The reviewer suspects a confound: maybe WBIC (and strong downstream performance) both correlate with strong pretraining performance, rather than with each other. We actually have some counterexamples to this, for instance the third row of Figure 2. Note that towards the end of training, all momentum values share the same pretraining loss yet the downstream performance is quite different; the pretraining WBIC can pick this up.
Other Strengths and Weaknesses: Overall, I found most of the paper clear [...] the structure of the narrative was good in building up a more complete picture of the method being presented. That said, I found the paragraph starting on line 196 (left hand side), about how the checkpoints considered are not actually checkpoints, a bit confusing. I also found proposition 5.1 hard to follow.
In regards to the question about "checkpoints considered are not checkpoints": We apologize for the confusion. We will clarify that “pretraining checkpoints” in our theoretical discussion refers to local minima of the test loss, which may differ from the actual checkpoints saved during training. We will further clarify that in order for the theory to match the empirical analysis, we stipulate the actual checkpoints saved during training are local minima of the training loss.
Regarding Prop 5.1 being hard to follow, do you mean that the statement of the proposition itself is hard to follow, the proof, or the discussion of how prop 5.1 is used to justify Eq (10), or something else?
Questions For Authors:
- How computationally costly is it to compute WBIC - is this something that drastically increased the overhead of the experiments in the paper?

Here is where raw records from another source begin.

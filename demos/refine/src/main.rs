use argh::FromArgs;
use serde::Serialize;
use std::path::PathBuf;

use pinpoint::grounding::{PlotVisualizer, RefineConfig, RefinePipeline, ReplayModel};

#[derive(FromArgs)]
/// Locate an object in an image with the two-pass refinement pipeline
struct Args {
    /// path to an input image
    #[argh(option, short = 'i')]
    image_path: PathBuf,

    /// description of the object to locate
    #[argh(option, short = 'p')]
    text_prompt: String,

    /// recorded model output to replay, one list of detections per pass
    #[argh(option, short = 'd')]
    detections: PathBuf,

    /// optional JSON configuration file
    #[argh(option, short = 'c')]
    config: Option<PathBuf>,

    /// confidence cutoff of the first pass
    #[argh(option)]
    first_threshold: Option<f64>,

    /// confidence cutoff of the second pass
    #[argh(option)]
    second_threshold: Option<f64>,

    /// directory for cropped images and plots
    #[argh(option, short = 'o')]
    output_dir: Option<PathBuf>,

    /// write annotated plots of every detection
    #[argh(switch)]
    plot: bool,
}

#[derive(Serialize)]
struct Response {
    center: Option<[f64; 2]>,
    cropped_image: Option<PathBuf>,
}

fn main() -> Result<(), Box<dyn std::error::Error>> {
    env_logger::init();
    let args: Args = argh::from_env();

    let mut config = match &args.config {
        Some(path) => RefineConfig::from_json_file(path)?,
        None => RefineConfig::default(),
    };
    if let Some(t) = args.first_threshold {
        config.first_threshold = t;
    }
    if let Some(t) = args.second_threshold {
        config.second_threshold = t;
    }
    if let Some(dir) = args.output_dir {
        config.output_dir = dir;
    }
    std::fs::create_dir_all(&config.output_dir)?;

    let model = ReplayModel::from_json_file(&args.detections)?;
    let pipeline = RefinePipeline::new(model, config.clone());

    let refinement = if args.plot {
        pipeline
            .with_visualizer(PlotVisualizer::new(&config.output_dir))
            .locate(&args.image_path, &args.text_prompt)?
    } else {
        pipeline.locate(&args.image_path, &args.text_prompt)?
    };

    let response = match refinement {
        Some(found) => {
            let center = found.center_in_source();
            log::info!("located '{}' at ({:.1}, {:.1})", args.text_prompt, center.x, center.y);
            Response {
                center: Some([center.x, center.y]),
                cropped_image: Some(found.cropped_image_path),
            }
        }
        None => Response {
            center: None,
            cropped_image: None,
        },
    };

    println!("{}", serde_json::to_string_pretty(&response)?);

    Ok(())
}
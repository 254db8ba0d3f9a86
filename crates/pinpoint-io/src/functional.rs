use std::path::Path;

use pinpoint_image::{Image, ImageSize};

use crate::error::IoError;

/// Reads an image from the given file path as rgb8.
///
/// The method tries to read from any image format supported by the image crate.
/// Grayscale and alpha images are converted to three channels.
///
/// # Arguments
///
/// * `file_path` - The path to a valid image file.
///
/// # Returns
///
/// An rgb8 image containing the image data.
///
/// # Errors
///
/// [`IoError::FileDoesNotExist`] is returned before any decoding if the path does
/// not exist.
pub fn read_image_any_rgb8(file_path: impl AsRef<Path>) -> Result<Image<u8, 3>, IoError> {
    let file_path = file_path.as_ref();

    // verify the file exists
    if !file_path.exists() {
        return Err(IoError::FileDoesNotExist(file_path.to_path_buf()));
    }

    let img = image::ImageReader::open(file_path)?
        .with_guessed_format()?
        .decode()?;

    let size = ImageSize {
        width: img.width() as usize,
        height: img.height() as usize,
    };

    Ok(Image::new(size, img.into_rgb8().into_raw())?)
}

/// Writes an rgb8 image to the given file path.
///
/// The encoder is chosen from the file extension (`png`, `jpg` or `jpeg`).
///
/// # Arguments
///
/// * `file_path` - The destination path.
/// * `image` - The image to encode.
pub fn write_image_any_rgb8(file_path: impl AsRef<Path>, image: &Image<u8, 3>) -> Result<(), IoError> {
    let file_path = file_path.as_ref();

    let format = file_path
        .extension()
        .and_then(|ext| image::ImageFormat::from_extension(ext))
        .filter(|format| matches!(format, image::ImageFormat::Png | image::ImageFormat::Jpeg))
        .ok_or_else(|| IoError::InvalidFileExtension(file_path.to_path_buf()))?;

    image::save_buffer_with_format(
        file_path,
        image.as_slice(),
        image.width() as u32,
        image.height() as u32,
        image::ExtendedColorType::Rgb8,
        format,
    )?;

    Ok(())
}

- Do you think this method is both feasible, and will continue to scale, for much larger models - for example, 70B or 300B parameter LLMs?
- As a follow up ot the above - is this still useful if it doesn't, given this is the arguably the most significant field for pretraining and finetuning.
- How confident are you that this finding would apply in fields beyond image classification, as presented in the CIFAR and ImageNet-mini experiments?
- The original WBIC is very costly to compute. The local WBIC computed in this paper is much cheaper because the localizing prior forces the exploration to stay close to some parameter . We compute local WBIC through SGLD sampling which is computationally efficient for deep learning models.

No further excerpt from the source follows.